Each line that contains the word "independent" is to be copied from the records below.

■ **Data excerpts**
※
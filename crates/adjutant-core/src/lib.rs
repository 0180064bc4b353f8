//! # Adjutant Core Library
//!
//! Core business logic for Adjutant, an executive-coordination assistant:
//! inbound-message triage, calendar conflict analysis, and multi-party
//! meeting scheduling. Presentation layers (CLI, dashboard) and concrete
//! service clients are thin shells over this crate.
//!
//! ## Architecture
//!
//! - **Timeline**: pure interval analysis -- overlap detection, conflict
//!   clustering, gap extraction, fragmentation scoring
//! - **Scoring**: deterministic urgency/importance scoring with priority
//!   tiers and Eisenhower quadrants; no model calls, fully reproducible
//! - **Triage**: batch classification with ranking and distribution
//!   insights
//! - **Workflow**: a small orchestration engine -- sequential pipelines,
//!   parallel fan-out/join, bounded retry loops -- threading an immutable
//!   run context through stages
//! - **Resolver**: iterative meeting scheduling built on the retry loop
//! - **Briefing**: prebuilt pipelines wiring external sources through the
//!   engines
//!
//! ## Key Components
//!
//! - [`TimeInterval`] / [`find_conflicts`] / [`GapAnalyzer`]: interval engine
//! - [`ScoringEngine`] / [`Classifier`]: scoring and triage
//! - [`Orchestrator`] / [`Pipeline`]: workflow execution
//! - [`SchedulingResolver`]: bounded meeting-slot search

pub mod briefing;
pub mod error;
pub mod resolver;
pub mod scoring;
pub mod sources;
pub mod timeline;
pub mod triage;
pub mod workflow;

pub use briefing::{daily_briefing_pipeline, meeting_prep_pipeline, schedule_health, HealthConfig, ScheduleHealth};
pub use error::{CoreError, Result, SourceError, ValidationError, WorkflowError};
pub use resolver::{
    AttendeeCalendars, MeetingRequest, Resolution, ResolverConfig, SchedulingAttempt,
    SchedulingResolver,
};
pub use scoring::{
    PriorityTier, Quadrant, ScoredItem, ScoringConfig, ScoringEngine, ScoringSignals, SenderClass,
};
pub use sources::{
    ActionItem, CalendarSource, MessageSource, NotificationSink, RawEvent, RawMessage,
    SchedulingDecision, TextExtractor,
};
pub use timeline::{
    compute_gaps, find_conflicts, overlaps, ConflictSet, FragmentationReport, GapAnalyzer,
    GapConfig, ScheduleItem, TimeInterval,
};
pub use triage::{classify_batch, Classifier, TriageReport};
pub use workflow::{
    CancelFlag, FailurePolicy, Orchestrator, Pipeline, RetryOutcome, RetryPolicy, RunStatus,
    Stage, StageContext, StageFailure, StageOutput, WorkflowRun,
};
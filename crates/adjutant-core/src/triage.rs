//! Batch triage: scoring applied to collections.
//!
//! `classify_batch` scores every snapshot in a batch, buckets the results
//! by tier and quadrant, produces a deterministic ranking, and emits
//! batch-level insight flags. Insights are descriptive output only; they
//! never feed back into scoring.

use std::collections::BTreeMap;

use serde::{Deserialize, Serialize};

use crate::error::ValidationError;
use crate::scoring::{PriorityTier, Quadrant, ScoredItem, ScoringEngine, ScoringSignals};

/// Fixed ratios at which batch insights fire.
///
/// Descriptive thresholds, not scoring weights: changing them changes the
/// commentary, never the scores.
#[derive(Debug, Clone, Copy, PartialEq, Serialize, Deserialize)]
pub struct InsightConfig {
    /// Q1 share above which the batch is flagged as crisis mode
    pub crisis_ratio: f64,
    /// Q3 share above which delegation is suggested
    pub delegation_ratio: f64,
}

impl Default for InsightConfig {
    fn default() -> Self {
        Self {
            crisis_ratio: 0.5,
            delegation_ratio: 0.3,
        }
    }
}

/// Result of one triage pass over a batch.
#[derive(Debug, Clone, PartialEq, Serialize, Deserialize)]
pub struct TriageReport {
    /// Scored items bucketed by priority tier
    pub by_tier: BTreeMap<PriorityTier, Vec<ScoredItem>>,
    /// Scored items bucketed by Eisenhower quadrant
    pub by_quadrant: BTreeMap<Quadrant, Vec<ScoredItem>>,
    /// All items, most pressing first
    pub ranked: Vec<ScoredItem>,
    /// Qualitative flags over the batch distribution, fixed order
    pub insights: Vec<String>,
}

impl TriageReport {
    pub fn is_empty(&self) -> bool {
        self.ranked.is_empty()
    }

    /// Count of items in the given quadrant.
    pub fn quadrant_count(&self, quadrant: Quadrant) -> usize {
        self.by_quadrant.get(&quadrant).map_or(0, Vec::len)
    }
}

/// Batch classifier over a scoring engine.
pub struct Classifier {
    engine: ScoringEngine,
    insight_config: InsightConfig,
}

impl Classifier {
    /// Create a classifier with default weights
    pub fn new() -> Self {
        Self {
            engine: ScoringEngine::new(),
            insight_config: InsightConfig::default(),
        }
    }

    /// Create over a custom engine and insight thresholds
    pub fn with_config(engine: ScoringEngine, insight_config: InsightConfig) -> Self {
        Self {
            engine,
            insight_config,
        }
    }

    pub fn engine(&self) -> &ScoringEngine {
        &self.engine
    }

    /// Score and bucket a batch of signal snapshots.
    ///
    /// Ranking: tier rank first, quadrant rank second, deadline ascending
    /// third, original input position last. The final key makes the
    /// ordering stable for equal scores, so the same batch always ranks
    /// identically.
    ///
    /// An empty batch yields an empty report and no insights.
    pub fn classify_batch(
        &self,
        batch: &[ScoringSignals],
    ) -> Result<TriageReport, ValidationError> {
        // 1. Score everything; any malformed snapshot fails the whole
        //    pass immediately.
        let mut scored: Vec<(usize, ScoredItem)> = Vec::with_capacity(batch.len());
        for (position, signals) in batch.iter().enumerate() {
            scored.push((position, self.engine.score(signals)?));
        }

        // 2. Rank.
        scored.sort_by(|(pos_a, a), (pos_b, b)| {
            a.tier
                .rank()
                .cmp(&b.tier.rank())
                .then(a.quadrant.rank().cmp(&b.quadrant.rank()))
                .then(compare_deadlines(a, b))
                .then(pos_a.cmp(pos_b))
        });
        let ranked: Vec<ScoredItem> = scored.into_iter().map(|(_, item)| item).collect();

        // 3. Bucket.
        let mut by_tier: BTreeMap<PriorityTier, Vec<ScoredItem>> = BTreeMap::new();
        let mut by_quadrant: BTreeMap<Quadrant, Vec<ScoredItem>> = BTreeMap::new();
        for item in &ranked {
            by_tier.entry(item.tier).or_default().push(item.clone());
            by_quadrant
                .entry(item.quadrant)
                .or_default()
                .push(item.clone());
        }

        // 4. Batch insights.
        let insights = self.generate_insights(&ranked, &by_quadrant);

        Ok(TriageReport {
            by_tier,
            by_quadrant,
            ranked,
            insights,
        })
    }

    /// Emit the insight catalogue in a fixed order for determinism.
    fn generate_insights(
        &self,
        ranked: &[ScoredItem],
        by_quadrant: &BTreeMap<Quadrant, Vec<ScoredItem>>,
    ) -> Vec<String> {
        if ranked.is_empty() {
            return Vec::new();
        }

        let total = ranked.len() as f64;
        let count = |q: Quadrant| by_quadrant.get(&q).map_or(0, Vec::len);
        let mut insights = Vec::new();

        if count(Quadrant::Q1) as f64 / total > self.insight_config.crisis_ratio {
            insights.push(format!(
                "Crisis mode: {} of {} items are urgent AND important",
                count(Quadrant::Q1),
                ranked.len()
            ));
        }
        if count(Quadrant::Q2) == 0 {
            insights.push(
                "Purely reactive: no important-but-not-urgent items; strategic work is absent"
                    .to_string(),
            );
        }
        if count(Quadrant::Q3) as f64 / total > self.insight_config.delegation_ratio {
            insights.push(format!(
                "Delegation opportunity: {} urgent-but-unimportant items could be handed off",
                count(Quadrant::Q3)
            ));
        }
        if count(Quadrant::Q4) > 0 {
            insights.push(format!(
                "Elimination candidates: {} items are neither urgent nor important",
                count(Quadrant::Q4)
            ));
        }

        let overdue = ranked
            .iter()
            .filter(|item| item.deadline.is_some_and(|d| d < item.scored_at))
            .count();
        if overdue > 0 {
            insights.push(format!("Overdue: {} items are past their deadline", overdue));
        }

        insights
    }
}

impl Default for Classifier {
    fn default() -> Self {
        Self::new()
    }
}

fn compare_deadlines(a: &ScoredItem, b: &ScoredItem) -> std::cmp::Ordering {
    // Earlier deadline first; items without a deadline sort last.
    match (a.deadline, b.deadline) {
        (Some(da), Some(db)) => da.cmp(&db),
        (Some(_), None) => std::cmp::Ordering::Less,
        (None, Some(_)) => std::cmp::Ordering::Greater,
        (None, None) => std::cmp::Ordering::Equal,
    }
}

/// Convenience function to classify a batch with default weights
pub fn classify_batch(batch: &[ScoringSignals]) -> Result<TriageReport, ValidationError> {
    Classifier::new().classify_batch(batch)
}

#[cfg(test)]
mod tests {
    use super::*;
    use crate::scoring::SenderClass;
    use chrono::{DateTime, Duration, TimeZone, Utc};

    fn test_now() -> DateTime<Utc> {
        Utc.with_ymd_and_hms(2025, 3, 10, 9, 0, 0).unwrap()
    }

    fn neutral(id: &str) -> ScoringSignals {
        ScoringSignals::new(id, test_now())
    }

    fn pressing(id: &str, deadline_hours: i64) -> ScoringSignals {
        neutral(id)
            .with_sender_class(SenderClass::Executive)
            .with_urgent_keyword()
            .with_deadline(test_now() + Duration::hours(deadline_hours))
    }

    #[test]
    fn test_empty_batch_yields_empty_report() {
        let report = classify_batch(&[]).unwrap();
        assert!(report.is_empty());
        assert!(report.by_tier.is_empty());
        assert!(report.by_quadrant.is_empty());
        assert!(report.insights.is_empty());
    }

    #[test]
    fn test_ranking_puts_pressing_work_first() {
        let batch = vec![neutral("calm"), pressing("fire", 2), neutral("later")];

        let report = classify_batch(&batch).unwrap();
        assert_eq!(report.ranked[0].source_id, "fire");
    }

    #[test]
    fn test_ranking_breaks_tier_ties_by_deadline() {
        let batch = vec![pressing("due-second", 3), pressing("due-first", 1)];

        let report = classify_batch(&batch).unwrap();
        assert_eq!(report.ranked[0].source_id, "due-first");
        assert_eq!(report.ranked[1].source_id, "due-second");
        assert_eq!(report.ranked[0].tier, report.ranked[1].tier);
    }

    #[test]
    fn test_ranking_is_stable_for_equal_keys() {
        let batch = vec![neutral("first"), neutral("second"), neutral("third")];

        let report = classify_batch(&batch).unwrap();
        let ids: Vec<&str> = report.ranked.iter().map(|i| i.source_id.as_str()).collect();
        assert_eq!(ids, vec!["first", "second", "third"]);
    }

    #[test]
    fn test_deadlined_items_rank_before_open_ended_peers() {
        // 15 days out: the deadline term is zero, so both items share a
        // tier and only the deadline key separates them.
        let with_deadline = neutral("dated").with_deadline(test_now() + Duration::days(15));
        let batch = vec![neutral("open"), with_deadline];

        let report = classify_batch(&batch).unwrap();
        // Same tier and quadrant; the deadline breaks the tie.
        assert_eq!(report.ranked[0].tier, report.ranked[1].tier);
        assert_eq!(report.ranked[0].source_id, "dated");
    }

    #[test]
    fn test_buckets_partition_the_batch() {
        let batch = vec![
            pressing("a", 2),
            neutral("b"),
            neutral("c").with_sender_class(SenderClass::Executive),
        ];

        let report = classify_batch(&batch).unwrap();
        let tier_total: usize = report.by_tier.values().map(Vec::len).sum();
        let quadrant_total: usize = report.by_quadrant.values().map(Vec::len).sum();
        assert_eq!(tier_total, 3);
        assert_eq!(quadrant_total, 3);
    }

    #[test]
    fn test_crisis_mode_flag_on_q1_majority() {
        let batch = vec![pressing("a", 2), pressing("b", 1), neutral("c")];

        let report = classify_batch(&batch).unwrap();
        assert_eq!(report.quadrant_count(Quadrant::Q1), 2);
        assert!(report.insights.iter().any(|i| i.starts_with("Crisis mode")));
    }

    #[test]
    fn test_reactive_flag_when_q2_is_empty() {
        let report = classify_batch(&[neutral("a")]).unwrap();
        assert!(report
            .insights
            .iter()
            .any(|i| i.starts_with("Purely reactive")));
    }

    #[test]
    fn test_no_reactive_flag_when_strategic_work_exists() {
        // Executive sender without urgency lands in Q2.
        let batch = vec![neutral("plan").with_sender_class(SenderClass::Executive)];

        let report = classify_batch(&batch).unwrap();
        assert_eq!(report.quadrant_count(Quadrant::Q2), 1);
        assert!(!report
            .insights
            .iter()
            .any(|i| i.starts_with("Purely reactive")));
    }

    #[test]
    fn test_elimination_flag_counts_q4() {
        let report = classify_batch(&[neutral("a"), neutral("b")]).unwrap();
        assert!(report
            .insights
            .iter()
            .any(|i| i.contains("2 items are neither urgent nor important")));
    }

    #[test]
    fn test_overdue_alert() {
        let overdue = neutral("late").with_deadline(test_now() - Duration::hours(5));

        let report = classify_batch(&[overdue]).unwrap();
        assert!(report
            .insights
            .iter()
            .any(|i| i.contains("1 items are past their deadline")));
    }

    #[test]
    fn test_insights_come_in_fixed_order() {
        let batch = vec![
            pressing("a", -1), // Q1, overdue
            pressing("b", 2),  // Q1
            neutral("c"),      // Q4
        ];

        let report = classify_batch(&batch).unwrap();
        let prefixes: Vec<&str> = report
            .insights
            .iter()
            .map(|i| i.split(':').next().unwrap())
            .collect();
        assert_eq!(
            prefixes,
            vec!["Crisis mode", "Purely reactive", "Elimination candidates", "Overdue"]
        );
    }

    #[test]
    fn test_malformed_snapshot_fails_the_batch() {
        let batch = vec![neutral("ok"), neutral("")];
        assert!(classify_batch(&batch).is_err());
    }
}
//! Workflow orchestration.
//!
//! A small, domain-agnostic engine for three coordination patterns:
//!
//! - **Sequential pipeline**: stages run in declared order, each seeing
//!   the accumulated outputs of every prior stage.
//! - **Parallel fan-out/join**: independent stages run concurrently; a
//!   barrier join merges their outputs before anything downstream runs.
//! - **Bounded retry loop** (see [`retry`]): re-invoke a stage with
//!   successive candidate inputs until it succeeds or attempts run out.
//!
//! Run state machine:
//!
//! ```text
//! Pending -> Running -> (Succeeded | PartiallyFailed | Failed | Cancelled)
//! ```
//!
//! Terminal states are final; a run is never resumed. The run context is
//! owned and mutated exclusively by the orchestrator; stages only ever
//! see immutable snapshots.

mod retry;
mod stage;

pub use retry::{run_retry_loop, RetryOutcome, RetryPolicy, RetrySpec};
pub use stage::{CancelFlag, Stage, StageContext, StageFailure};

use std::collections::{BTreeMap, BTreeSet};
use std::sync::Arc;

use serde::{Deserialize, Serialize};
use serde_json::Value;
use tracing::{debug, info, warn};
use uuid::Uuid;

use crate::error::WorkflowError;

/// Run-level status.
#[derive(Debug, Clone, Copy, PartialEq, Eq, Serialize, Deserialize)]
#[serde(rename_all = "snake_case")]
pub enum RunStatus {
    Pending,
    Running,
    Succeeded,
    /// At least one stage degraded; every successful output is still
    /// present in the run.
    PartiallyFailed,
    Failed,
    Cancelled,
}

impl RunStatus {
    pub fn is_terminal(&self) -> bool {
        !matches!(self, RunStatus::Pending | RunStatus::Running)
    }
}

impl std::fmt::Display for RunStatus {
    fn fmt(&self, f: &mut std::fmt::Formatter<'_>) -> std::fmt::Result {
        let s = match self {
            RunStatus::Pending => "pending",
            RunStatus::Running => "running",
            RunStatus::Succeeded => "succeeded",
            RunStatus::PartiallyFailed => "partially_failed",
            RunStatus::Failed => "failed",
            RunStatus::Cancelled => "cancelled",
        };
        f.write_str(s)
    }
}

/// What one stage left behind in its slot.
#[derive(Debug, Clone, PartialEq, Serialize, Deserialize)]
#[serde(tag = "kind", rename_all = "snake_case")]
pub enum StageOutput {
    /// The stage produced its payload.
    Completed { value: Value },
    /// The stage degraded: the failure is recorded and the run went on.
    Unavailable { reason: String },
}

impl StageOutput {
    pub fn value(&self) -> Option<&Value> {
        match self {
            StageOutput::Completed { value } => Some(value),
            StageOutput::Unavailable { .. } => None,
        }
    }

    pub fn is_degraded(&self) -> bool {
        matches!(self, StageOutput::Unavailable { .. })
    }
}

/// One orchestrated run: identity, per-stage slots, terminal status.
///
/// Mutated only by the orchestrator appending slots; callers receive it
/// back once the run reaches a terminal state.
#[derive(Debug, Clone, PartialEq, Serialize, Deserialize)]
pub struct WorkflowRun {
    pub run_id: String,
    pub status: RunStatus,
    pub stage_outputs: BTreeMap<String, StageOutput>,
}

impl WorkflowRun {
    fn new() -> Self {
        Self {
            run_id: Uuid::new_v4().to_string(),
            status: RunStatus::Pending,
            stage_outputs: BTreeMap::new(),
        }
    }

    /// A completed stage's payload, if that stage completed.
    pub fn output(&self, stage: &str) -> Option<&Value> {
        self.stage_outputs.get(stage).and_then(StageOutput::value)
    }

    /// Names of stages that degraded, with the recorded reasons.
    pub fn degraded_stages(&self) -> Vec<(&str, &str)> {
        self.stage_outputs
            .iter()
            .filter_map(|(name, slot)| match slot {
                StageOutput::Unavailable { reason } => Some((name.as_str(), reason.as_str())),
                StageOutput::Completed { .. } => None,
            })
            .collect()
    }

    fn completed_values(&self) -> BTreeMap<String, Value> {
        self.stage_outputs
            .iter()
            .filter_map(|(name, slot)| slot.value().map(|v| (name.clone(), v.clone())))
            .collect()
    }
}

/// Failure policy for a pipeline.
#[derive(Debug, Clone, Copy, PartialEq, Eq, Serialize, Deserialize)]
#[serde(rename_all = "snake_case")]
pub enum FailurePolicy {
    /// First stage failure ends the run as Failed; later stages skipped.
    FailFast,
    /// Unavailable stages are recorded and the run continues, ending
    /// PartiallyFailed if anything degraded. Malformed input still fails
    /// the run: degrade covers missing data, not bad data.
    Degrade,
}

/// One step of a pipeline: a single stage or a fan-out group.
enum Step {
    Single(Arc<dyn Stage>),
    FanOut(Vec<Arc<dyn Stage>>),
}

impl Step {
    fn stages(&self) -> Vec<&Arc<dyn Stage>> {
        match self {
            Step::Single(stage) => vec![stage],
            Step::FanOut(stages) => stages.iter().collect(),
        }
    }
}

/// A validated sequence of steps.
///
/// Wiring is checked at construction, not at call time: duplicate output
/// names are rejected, and every key a stage declares in `reads()` must
/// be produced by an earlier step. Stages inside the same fan-out group
/// cannot read each other (their outputs only exist after the join).
pub struct Pipeline {
    steps: Vec<Step>,
    policy: FailurePolicy,
}

/// Builder for [`Pipeline`].
pub struct PipelineBuilder {
    steps: Vec<Step>,
    policy: FailurePolicy,
}

impl Pipeline {
    pub fn builder() -> PipelineBuilder {
        PipelineBuilder {
            steps: Vec::new(),
            policy: FailurePolicy::Degrade,
        }
    }
}

impl PipelineBuilder {
    pub fn policy(mut self, policy: FailurePolicy) -> Self {
        self.policy = policy;
        self
    }

    /// Append one sequential stage.
    pub fn then(mut self, stage: Arc<dyn Stage>) -> Self {
        self.steps.push(Step::Single(stage));
        self
    }

    /// Append a group of independent stages that run concurrently and
    /// join before the next step.
    pub fn fan_out(mut self, stages: Vec<Arc<dyn Stage>>) -> Self {
        self.steps.push(Step::FanOut(stages));
        self
    }

    /// Validate wiring and produce the pipeline.
    pub fn build(self) -> Result<Pipeline, WorkflowError> {
        let mut produced: BTreeSet<String> = BTreeSet::new();

        for step in &self.steps {
            // Reads resolve against outputs of strictly earlier steps.
            for stage in step.stages() {
                for key in stage.reads() {
                    if !produced.contains(&key) {
                        return Err(WorkflowError::InvalidWiring {
                            stage: stage.name().to_string(),
                            message: format!("reads '{}' which no prior step produces", key),
                        });
                    }
                }
            }
            for stage in step.stages() {
                if !produced.insert(stage.name().to_string()) {
                    return Err(WorkflowError::DuplicateOutputKey {
                        key: stage.name().to_string(),
                    });
                }
            }
        }

        Ok(Pipeline {
            steps: self.steps,
            policy: self.policy,
        })
    }
}

/// Executes pipelines. Owns each [`WorkflowRun`] for the duration of its
/// execution; stages only ever receive context snapshots.
pub struct Orchestrator {
    cancel: CancelFlag,
}

impl Orchestrator {
    pub fn new() -> Self {
        Self {
            cancel: CancelFlag::new(),
        }
    }

    /// Create with an externally held cancellation flag.
    pub fn with_cancel_flag(cancel: CancelFlag) -> Self {
        Self { cancel }
    }

    pub fn cancel_flag(&self) -> CancelFlag {
        self.cancel.clone()
    }

    /// Execute a pipeline to a terminal run.
    ///
    /// Cancellation is cooperative: the flag is checked before each step
    /// and after each join. A fan-out branch that already started is
    /// allowed to finish, but its result is discarded when the run was
    /// cancelled in the meantime.
    pub async fn execute(&self, pipeline: &Pipeline) -> WorkflowRun {
        let mut run = WorkflowRun::new();
        run.status = RunStatus::Running;
        info!(run_id = %run.run_id, steps = pipeline.steps.len(), "run started");

        let mut degraded = false;

        for step in &pipeline.steps {
            if self.cancel.is_cancelled() {
                run.status = RunStatus::Cancelled;
                info!(run_id = %run.run_id, "run cancelled at step boundary");
                return run;
            }

            let ctx = StageContext::snapshot(run.completed_values());
            let outcome = match step {
                Step::Single(stage) => self.run_single(&run.run_id, stage, &ctx).await,
                Step::FanOut(stages) => self.run_fan_out(&run.run_id, stages, &ctx).await,
            };

            if self.cancel.is_cancelled() {
                // Cancelled while the step was in flight: the step was
                // allowed to finish but its results are discarded. Slots
                // from earlier steps stay intact.
                run.status = RunStatus::Cancelled;
                info!(run_id = %run.run_id, "run cancelled mid-step, step results discarded");
                return run;
            }

            for (name, result) in outcome {
                match result {
                    Ok(value) => {
                        run.stage_outputs
                            .insert(name, StageOutput::Completed { value });
                    }
                    Err(StageFailure::Unavailable { reason }) => {
                        if pipeline.policy == FailurePolicy::FailFast {
                            warn!(run_id = %run.run_id, stage = %name, %reason, "run failed fast");
                            run.stage_outputs
                                .insert(name, StageOutput::Unavailable { reason });
                            run.status = RunStatus::Failed;
                            return run;
                        }
                        warn!(run_id = %run.run_id, stage = %name, %reason, "stage degraded");
                        run.stage_outputs
                            .insert(name, StageOutput::Unavailable { reason });
                        degraded = true;
                    }
                    Err(StageFailure::Malformed { reason }) => {
                        // Bad data is never degradable.
                        warn!(run_id = %run.run_id, stage = %name, %reason, "malformed input");
                        run.stage_outputs
                            .insert(name, StageOutput::Unavailable { reason });
                        run.status = RunStatus::Failed;
                        return run;
                    }
                    Err(StageFailure::Cancelled) => {
                        run.status = RunStatus::Cancelled;
                        return run;
                    }
                }
            }
        }

        run.status = if degraded {
            RunStatus::PartiallyFailed
        } else {
            RunStatus::Succeeded
        };
        info!(run_id = %run.run_id, status = %run.status, "run finished");
        run
    }

    async fn run_single(
        &self,
        run_id: &str,
        stage: &Arc<dyn Stage>,
        ctx: &StageContext,
    ) -> Vec<(String, Result<Value, StageFailure>)> {
        debug!(run_id, stage = stage.name(), "stage started");
        let result = stage.run(ctx).await;
        vec![(stage.name().to_string(), result)]
    }

    /// Run a fan-out group to the barrier join.
    ///
    /// Every branch gets the same pre-step snapshot, so completion order
    /// is unobservable: the merged map is identical no matter which
    /// branch finished first. A failed branch never blocks its siblings.
    async fn run_fan_out(
        &self,
        run_id: &str,
        stages: &[Arc<dyn Stage>],
        ctx: &StageContext,
    ) -> Vec<(String, Result<Value, StageFailure>)> {
        debug!(run_id, branches = stages.len(), "fan-out started");

        let handles: Vec<_> = stages
            .iter()
            .map(|stage| {
                let stage = Arc::clone(stage);
                let ctx = ctx.clone();
                tokio::spawn(async move {
                    let result = stage.run(&ctx).await;
                    (stage.name().to_string(), result)
                })
            })
            .collect();

        // Barrier join: wait for every branch, in declaration order, so
        // the merged output set is deterministic.
        let mut results = Vec::with_capacity(handles.len());
        for (stage, handle) in stages.iter().zip(handles) {
            match handle.await {
                Ok(named) => results.push(named),
                Err(join_err) => {
                    // A panicked branch is recorded like any other failed
                    // branch; its siblings' results are already in hand.
                    results.push((
                        stage.name().to_string(),
                        Err(StageFailure::unavailable(format!(
                            "branch aborted: {}",
                            join_err
                        ))),
                    ));
                }
            }
        }
        results
    }
}

impl Default for Orchestrator {
    fn default() -> Self {
        Self::new()
    }
}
※
■ **Result**
//! - **Parallel fan-out/join**: independent stages run concurrently; a
    /// Append a group of independent stages that run concurrently and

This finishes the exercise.